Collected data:
________________________________________
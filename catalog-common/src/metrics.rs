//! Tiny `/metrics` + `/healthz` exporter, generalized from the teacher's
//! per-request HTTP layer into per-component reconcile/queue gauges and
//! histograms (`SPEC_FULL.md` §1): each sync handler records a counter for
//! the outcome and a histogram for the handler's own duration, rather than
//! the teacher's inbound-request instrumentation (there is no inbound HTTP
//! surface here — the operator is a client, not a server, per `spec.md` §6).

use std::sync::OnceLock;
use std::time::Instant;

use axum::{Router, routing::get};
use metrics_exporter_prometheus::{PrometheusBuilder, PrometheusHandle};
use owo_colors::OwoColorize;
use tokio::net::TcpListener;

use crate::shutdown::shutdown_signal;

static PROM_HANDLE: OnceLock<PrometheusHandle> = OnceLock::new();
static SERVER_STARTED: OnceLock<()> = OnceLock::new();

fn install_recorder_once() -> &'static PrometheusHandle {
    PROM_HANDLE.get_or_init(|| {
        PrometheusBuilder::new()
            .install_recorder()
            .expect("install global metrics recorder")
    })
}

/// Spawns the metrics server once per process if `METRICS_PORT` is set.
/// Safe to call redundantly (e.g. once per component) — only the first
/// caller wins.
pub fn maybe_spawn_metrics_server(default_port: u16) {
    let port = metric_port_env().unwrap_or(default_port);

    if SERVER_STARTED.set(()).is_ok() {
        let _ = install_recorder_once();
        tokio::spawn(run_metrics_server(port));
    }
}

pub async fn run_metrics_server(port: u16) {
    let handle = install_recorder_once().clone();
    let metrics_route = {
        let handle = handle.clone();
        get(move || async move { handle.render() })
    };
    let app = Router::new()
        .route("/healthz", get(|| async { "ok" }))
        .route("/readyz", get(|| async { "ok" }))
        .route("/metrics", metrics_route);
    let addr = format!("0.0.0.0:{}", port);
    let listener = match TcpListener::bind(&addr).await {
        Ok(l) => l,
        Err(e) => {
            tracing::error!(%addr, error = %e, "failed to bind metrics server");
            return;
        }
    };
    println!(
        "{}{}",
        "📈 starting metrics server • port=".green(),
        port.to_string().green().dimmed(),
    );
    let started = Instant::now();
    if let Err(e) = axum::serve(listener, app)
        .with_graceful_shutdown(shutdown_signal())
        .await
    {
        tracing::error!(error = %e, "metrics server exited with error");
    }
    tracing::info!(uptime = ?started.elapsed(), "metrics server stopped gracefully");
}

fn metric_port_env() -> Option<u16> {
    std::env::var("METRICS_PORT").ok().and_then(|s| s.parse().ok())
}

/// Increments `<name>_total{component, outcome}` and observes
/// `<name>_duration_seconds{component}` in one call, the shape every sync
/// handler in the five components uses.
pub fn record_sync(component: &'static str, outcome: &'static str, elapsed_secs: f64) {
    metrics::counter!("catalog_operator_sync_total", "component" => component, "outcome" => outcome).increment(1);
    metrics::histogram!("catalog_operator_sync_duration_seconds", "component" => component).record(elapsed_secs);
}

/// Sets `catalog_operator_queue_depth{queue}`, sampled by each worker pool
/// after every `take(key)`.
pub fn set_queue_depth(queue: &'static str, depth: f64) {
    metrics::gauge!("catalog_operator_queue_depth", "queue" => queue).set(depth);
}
________________________________________
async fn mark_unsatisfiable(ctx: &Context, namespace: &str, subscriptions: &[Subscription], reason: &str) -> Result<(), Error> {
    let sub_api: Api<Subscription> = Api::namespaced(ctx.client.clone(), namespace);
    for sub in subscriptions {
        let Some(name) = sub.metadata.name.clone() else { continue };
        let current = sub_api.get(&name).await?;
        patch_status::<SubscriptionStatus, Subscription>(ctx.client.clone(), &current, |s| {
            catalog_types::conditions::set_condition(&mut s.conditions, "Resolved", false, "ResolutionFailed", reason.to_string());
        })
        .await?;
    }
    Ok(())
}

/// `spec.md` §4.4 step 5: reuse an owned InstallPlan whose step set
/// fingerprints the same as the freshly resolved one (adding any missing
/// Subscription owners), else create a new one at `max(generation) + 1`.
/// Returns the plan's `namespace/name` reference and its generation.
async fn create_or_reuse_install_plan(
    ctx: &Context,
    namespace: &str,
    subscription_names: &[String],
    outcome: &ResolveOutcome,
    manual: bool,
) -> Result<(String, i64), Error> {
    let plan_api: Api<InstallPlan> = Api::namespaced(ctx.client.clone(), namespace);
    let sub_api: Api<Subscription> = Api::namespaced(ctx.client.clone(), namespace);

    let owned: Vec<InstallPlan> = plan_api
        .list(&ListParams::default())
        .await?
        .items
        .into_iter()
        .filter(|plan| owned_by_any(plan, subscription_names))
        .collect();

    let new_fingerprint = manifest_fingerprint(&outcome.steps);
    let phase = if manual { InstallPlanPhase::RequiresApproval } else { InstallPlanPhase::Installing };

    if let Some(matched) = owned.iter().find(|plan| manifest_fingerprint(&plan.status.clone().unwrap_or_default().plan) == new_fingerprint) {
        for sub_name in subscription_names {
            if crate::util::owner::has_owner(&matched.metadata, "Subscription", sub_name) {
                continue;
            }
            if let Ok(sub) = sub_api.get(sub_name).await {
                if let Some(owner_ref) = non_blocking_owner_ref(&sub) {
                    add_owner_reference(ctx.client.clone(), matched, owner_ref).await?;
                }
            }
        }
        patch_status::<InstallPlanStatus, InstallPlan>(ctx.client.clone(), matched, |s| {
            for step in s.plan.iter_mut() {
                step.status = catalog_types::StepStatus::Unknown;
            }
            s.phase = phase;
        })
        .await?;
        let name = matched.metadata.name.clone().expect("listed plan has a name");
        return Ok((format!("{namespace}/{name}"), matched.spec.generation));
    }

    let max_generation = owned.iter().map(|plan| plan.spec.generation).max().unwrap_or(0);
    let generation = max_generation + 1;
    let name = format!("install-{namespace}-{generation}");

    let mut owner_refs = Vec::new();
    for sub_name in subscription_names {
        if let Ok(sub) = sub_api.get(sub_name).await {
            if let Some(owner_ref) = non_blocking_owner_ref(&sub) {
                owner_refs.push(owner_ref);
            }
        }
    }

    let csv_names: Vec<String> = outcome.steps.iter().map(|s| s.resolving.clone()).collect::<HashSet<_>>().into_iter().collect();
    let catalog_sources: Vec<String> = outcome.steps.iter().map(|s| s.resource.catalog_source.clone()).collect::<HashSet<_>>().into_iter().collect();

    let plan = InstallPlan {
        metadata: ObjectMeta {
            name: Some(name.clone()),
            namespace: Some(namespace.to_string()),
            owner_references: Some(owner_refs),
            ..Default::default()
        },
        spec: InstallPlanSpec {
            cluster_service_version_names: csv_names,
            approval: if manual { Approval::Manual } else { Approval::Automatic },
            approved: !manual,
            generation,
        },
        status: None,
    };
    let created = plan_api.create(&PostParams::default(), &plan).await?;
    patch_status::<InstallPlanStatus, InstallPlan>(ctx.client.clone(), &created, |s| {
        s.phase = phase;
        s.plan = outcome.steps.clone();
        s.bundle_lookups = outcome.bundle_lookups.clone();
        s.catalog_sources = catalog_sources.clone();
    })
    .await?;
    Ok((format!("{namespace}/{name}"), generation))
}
________________________________________
> **EXERCISE DETAILS**
I need each line of the entries that holds the string "healthz" located and copied.

> **TASK OUTPUT**
//! Tiny `/metrics` + `/healthz` exporter, generalized from the teacher's
        .route("/healthz", get(|| async { "ok" }))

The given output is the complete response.